▶ **Exercise brief**
Output each line of the data word for word, from the first through the line that holds "pub fn record(&mut", and leave off whatever follows.

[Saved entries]
Content starts
mod export;
mod track;

use std::fs;
use std::path::{Path, PathBuf};

use chrono::Utc;
use tracing::info;

use crate::events::KeyPhase;

pub use export::{ExportError, FILE_SUFFIX, TICKS_PER_BEAT, encode_tracks, export_file_name, read_tracks};
pub use track::{Track, TrackKind};

/// Session-long recording of every note, split into one lane per source.
#[derive(Debug, Clone)]
pub struct MultiTrackRecorder {
    tracks: Vec<Track>,
}

impl MultiTrackRecorder {
    pub fn new() -> Self {
        Self {
            tracks: TrackKind::ALL.into_iter().map(Track::new).collect(),
        }
    }

    pub fn record(&mut self, phase: KeyPhase, instrument: u8, pitch: u8, time: f64, velocity: u8) {
        let kind = TrackKind::for_code(instrument);
        let track = self.track_mut(kind);
        match phase {
            KeyPhase::On => track.note_on(pitch, velocity, kind.instrument(), time),
            KeyPhase::Off => track.note_off(pitch, time),
        }
    }

    pub fn tracks(&self) -> &[Track] {
        &self.tracks
    }

    pub fn track(&self, kind: TrackKind) -> &Track {
        // every kind is created in `new`
        &self.tracks[Self::index(kind)]
    }

    fn track_mut(&mut self, kind: TrackKind) -> &mut Track {
        &mut self.tracks[Self::index(kind)]
    }

    fn index(kind: TrackKind) -> usize {
        match kind {
            TrackKind::Player => 0,
            TrackKind::Drums => 1,
            TrackKind::Ai1 => 2,
            TrackKind::Ai0 => 3,
        }
    }

    pub fn to_bytes(&self) -> Result<Vec<u8>, ExportError> {
        encode_tracks(&self.tracks)
    }

    /// Writes everything recorded so far into `dir` under a timestamped name.
    /// Tracks are left intact, so repeated exports always hold the full session.
    pub fn export(&self, dir: &Path) -> Result<PathBuf, ExportError> {
        fs::create_dir_all(dir)?;
        let path = dir.join(export_file_name(Utc::now()));
        fs::write(&path, self.to_bytes()?)?;

        info!(path = %path.display(), "exported session MIDI");
        Ok(path)
    }
}

impl Default for MultiTrackRecorder {
    fn default() -> Self {
        Self::new()
    }
}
Content ends
▶ **Output**
mod export;
mod track;

use std::fs;
use std::path::{Path, PathBuf};

use chrono::Utc;
use tracing::info;

use crate::events::KeyPhase;

pub use export::{ExportError, FILE_SUFFIX, TICKS_PER_BEAT, encode_tracks, export_file_name, read_tracks};
pub use track::{Track, TrackKind};

/// Session-long recording of every note, split into one lane per source.
#[derive(Debug, Clone)]
pub struct MultiTrackRecorder {
    tracks: Vec<Track>,
}

impl MultiTrackRecorder {
    pub fn new() -> Self {
        Self {
            tracks: TrackKind::ALL.into_iter().map(Track::new).collect(),
        }
    }

    pub fn record(&mut self, phase: KeyPhase, instrument: u8, pitch: u8, time: f64, velocity: u8) {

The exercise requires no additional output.